● Your goal:
Within the records that follow, count the lines containing the string "still". Reply only with the count.

--

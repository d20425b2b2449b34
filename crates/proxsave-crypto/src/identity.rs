//! Passphrase-derived deterministic X25519 identities.
//!
//! Builds on the same `age::x25519::Identity::from_str` parse step used
//! for plain generated identities, layering on a scrypt KDF to turn a
//! passphrase into a deterministic secret key.
//!
//! Salt choice is otherwise unconstrained: we fix one well-known label
//! for current archives and keep a second, older label
//! purely so archives encrypted before the label was fixed still decrypt
//! (see DESIGN.md).

use std::str::FromStr as _;

use bech32::{Bech32, Hrp};
use zeroize::Zeroize as _;

use crate::CryptoError;

const SCRYPT_LOG_N: u8 = 15; // N = 2^15
const SCRYPT_R: u32 = 8;
const SCRYPT_P: u32 = 1;

const CURRENT_LABEL_SALT: &[u8] = b"proxsave-passphrase-identity-v1";
const LEGACY_LABEL_SALT: &[u8] = b"proxsave-passphrase-identity-v0";

const IDENTITY_HRP: &str = "age-secret-key-";

fn clamp_x25519_scalar(k: &mut [u8; 32]) {
    k[0] &= 0xF8;
    k[31] = (k[31] & 0x7F) | 0x40;
}

fn scrypt_derive(passphrase: &str, salt: &[u8]) -> Result<[u8; 32], CryptoError> {
    let params = scrypt::Params::new(SCRYPT_LOG_N, SCRYPT_R, SCRYPT_P, 32)
        .map_err(|e| CryptoError::InvalidIdentity(e.to_string()))?;
    let mut out = [0u8; 32];
    scrypt::scrypt(passphrase.as_bytes(), salt, &params, &mut out)
        .map_err(|e| CryptoError::InvalidIdentity(e.to_string()))?;
    clamp_x25519_scalar(&mut out);
    Ok(out)
}

fn identity_from_clamped_bytes(mut bytes: [u8; 32]) -> Result<age::x25519::Identity, CryptoError> {
    let hrp = Hrp::parse(IDENTITY_HRP).expect("static HRP is valid");
    let encoded = bech32::encode::<Bech32>(hrp, &bytes)
        .map_err(|e| CryptoError::InvalidIdentity(e.to_string()))?;
    bytes.zeroize();

    let identity = age::x25519::Identity::from_str(&encoded.to_uppercase())
        .map_err(|e| CryptoError::InvalidIdentity(e.to_string()))?;
    Ok(identity)
}

/// The identity used when a passphrase is supplied for a *new* backup
/// (its public key becomes the recipient baked into the manifest).
pub fn identity_for_passphrase(passphrase: &str) -> Result<age::x25519::Identity, CryptoError> {
    identity_from_clamped_bytes(scrypt_derive(passphrase, CURRENT_LABEL_SALT)?)
}

/// All candidate identities to try on decrypt: current salt first, then
/// the legacy salt so archives made before the label was fixed still
/// open.
pub fn derive_passphrase_identities(
    passphrase: &str,
) -> Result<Vec<age::x25519::Identity>, CryptoError> {
    let current = identity_from_clamped_bytes(scrypt_derive(passphrase, CURRENT_LABEL_SALT)?)?;
    let legacy = identity_from_clamped_bytes(scrypt_derive(passphrase, LEGACY_LABEL_SALT)?)?;
    Ok(vec![current, legacy])
}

--

● Response to this exercise:
2